Modify a provider's API key: In the list of added models, find the target provider and click the API Key button to the right of the provider row. Modify the API key or Base URL in the pop-up dialog box and save your changes. This simultaneously updates the key for all models under this provider.
Delete individual models: Expand the model list for the target provider, select the checkboxes for the models you want to delete, and click the Delete Selected button.
Note
The Delete Selected button appears only after you select at least one model.
Delete a provider and all its models: Click the Delete All button to the right of the provider row.
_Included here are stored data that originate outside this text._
//! エラーモジュール
//!
//! 解析処理のエラー種別を定義する。ファイル単位のエラーは
//! そのファイルの集計のみを中止し、他のファイルの処理は続行する。

use std::path::PathBuf;

use thiserror::Error;

/// 頻度解析のエラー
#[derive(Debug, Error)]
pub enum FreqError {
    /// ファイル読み込み失敗（該当ファイルのみスキップ）
    #[error("ファイル読み込みエラー {path}: {source}", path = .path.display())]
    Io {
        path: PathBuf,
        #[source]
        source: std::io::Error,
    },

    /// 正規表現のコンパイル失敗
    #[error("無効な正規表現 '{pattern}': {message}")]
    InvalidPattern { pattern: String, message: String },

    /// 正規表現がマッチエンジンのリソース上限を超過
    ///
    /// コンパイルエラーと区別して伝播する（黙って誤集計しない）。
    #[error("正規表現がリソース上限を超過 '{pattern}': {message}")]
    PatternTooLarge { pattern: String, message: String },

    /// マッチ数0のファイルは正規化（重み/マッチ数）が定義できない
    #[error("マッチが1件もないため正規化できません: {path}", path = .path.display())]
    NoMatches { path: PathBuf },

    /// 設定ファイルの解析失敗
    #[error("設定ファイル解析エラー {path}: {message}", path = .path.display())]
    Config { path: PathBuf, message: String },

    /// ファイル数と重みの個数の不一致
    #[error("ファイル数({files})と重みの個数({multipliers})が一致しません")]
    MultiplierMismatch { files: usize, multipliers: usize },
}
//! レポートモジュール
//!
//! ソート済みの頻度ペアを整形して出力する。制御文字はエスケープ
//! 表現に変換して人間が読める形にする。

use std::io::{self, Write};
use std::path::Path;

use crate::freq_map::Pair;

/// シフトを表す制御コード（\s と表示する）
const ASCII_SHIFT: u8 = 0x0e;

/// キーのバイト列を表示用文字列に変換する
///
/// 変換表（ctrl_to_escape = true）:
/// 改行→`\n`、タブ→`\t`、0x0E→`\s`、バックスペース→`\b`、
/// バックスラッシュ→`\\`。false の場合はタブとバックスラッシュを
/// そのまま出力する。その他のバイトはそのまま。
pub fn escape_sequence(key: &[u8], ctrl_to_escape: bool) -> String {
    let mut out = String::with_capacity(key.len());
    for &b in key {
        if ctrl_to_escape {
            match b {
                b'\n' => out.push_str("\\n"),
                b'\t' => out.push_str("\\t"),
                ASCII_SHIFT => out.push_str("\\s"),
                0x08 => out.push_str("\\b"),
                b'\\' => out.push_str("\\\\"),
                _ => out.push(b as char),
            }
        } else {
            match b {
                b'\n' => out.push_str("\\n"),
                ASCII_SHIFT => out.push_str("\\s"),
                0x08 => out.push_str("\\b"),
                _ => out.push(b as char),
            }
        }
    }
    out
}

/// 表示する件数を切り詰める（0は無制限）
fn truncate(pairs: &[Pair], limit: usize) -> &[Pair] {
    if limit > 0 && pairs.len() > limit {
        &pairs[..limit]
    } else {
        pairs
    }
}

/// ペア列を1行ずつ出力する
///
/// 各行は「キー 値」。値は整数に切り捨てて表示し、末尾に空行を置く。
pub fn print_pairs(
    out: &mut impl Write,
    pairs: &[Pair],
    limit: usize,
    ctrl_to_escape: bool,
) -> io::Result<()> {
    for pair in truncate(pairs, limit) {
        writeln!(
            out,
            "{} {}",
            escape_sequence(&pair.key, ctrl_to_escape),
            pair.value as i64
        )?;
    }
    writeln!(out)?;
    Ok(())
}

/// 集計結果をJSONファイルに保存する
pub fn save_json(pairs: &[Pair], limit: usize, path: &Path) {
    let entries: Vec<serde_json::Value> = truncate(pairs, limit)
        .iter()
        .map(|p| {
            serde_json::json!({
                "sequence": escape_sequence(&p.key, true),
                "weight": p.value,
            })
        })
        .collect();

    let json = serde_json::json!({
        "name": "Corpus Frequency Result",
        "total_keys": pairs.len(),
        "entries": entries,
    });

    match serde_json::to_string_pretty(&json) {
        Ok(text) => match std::fs::write(path, text) {
            Ok(_) => println!("\n結果を保存: {:?}", path),
            Err(e) => eprintln!("\n保存エラー: {}", e),
        },
        Err(e) => eprintln!("\nJSON生成エラー: {}", e),
    }
}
After confirmation, the system will remove the provider's API key record and all models under it.
Reload Configured Models: If you modify environment variables such as LLM_MODEL, LLM_API_KEY, and EMBEDDING_MODEL in the server-side .env file, you can click the Reload Configured Models button to synchronize the model configuration from the environment variables to the configuration file without restarting the service.

Supported model providers

The system has presets for the following mainstream model providers (partial list):

Provider	Supported types	Description
Tongyi-Qianwen	LLM, embedding, rerank, VLM	Alibaba Cloud Tongyi-Qianwen
OpenAI	LLM, embedding, VLM	Official OpenAI
DeepSeek	LLM	DeepSeek
ZHIPU-AI	LLM, embedding, rerank	ZHIPU-AI GLM
Ollama	LLM, embedding	Supports local model deployment
Azure-OpenAI	LLM, embedding, VLM	Azure-hosted OpenAI
Bedrock	LLM, embedding, VLM	AWS Bedrock

Note

This is only a partial list. For the complete list of providers, see the Add from Preset Model Providers section on the Model configuration page.

Troubleshooting

If you encounter problems during model configuration, refer to the following troubleshooting solutions:

Symptom	Possible cause	Solution
The document status remains `pending`.	The default LLM or embedding model is not configured.	Go to the Model configuration page and ensure the default LLM and embedding models are set correctly.
API key invalid	The API key is invalid or has expired.	Check that the model provider's API key is correct. Use the connection test feature to validate the key. If the key has expired, generate a new one from the model provider's platform.
Connection timeout	Network connection timed out.	Check network connectivity and confirm that the knowledge platform's environment can access the model provider's API endpoint. If you are using a VPC network, verify that your security group and allowlist configurations are correct.
Model not found	The model name is incorrect or is not in the provider's supported list.	Confirm that the model name is spelled correctly and check that the model is available in the corresponding provider's list of supported models.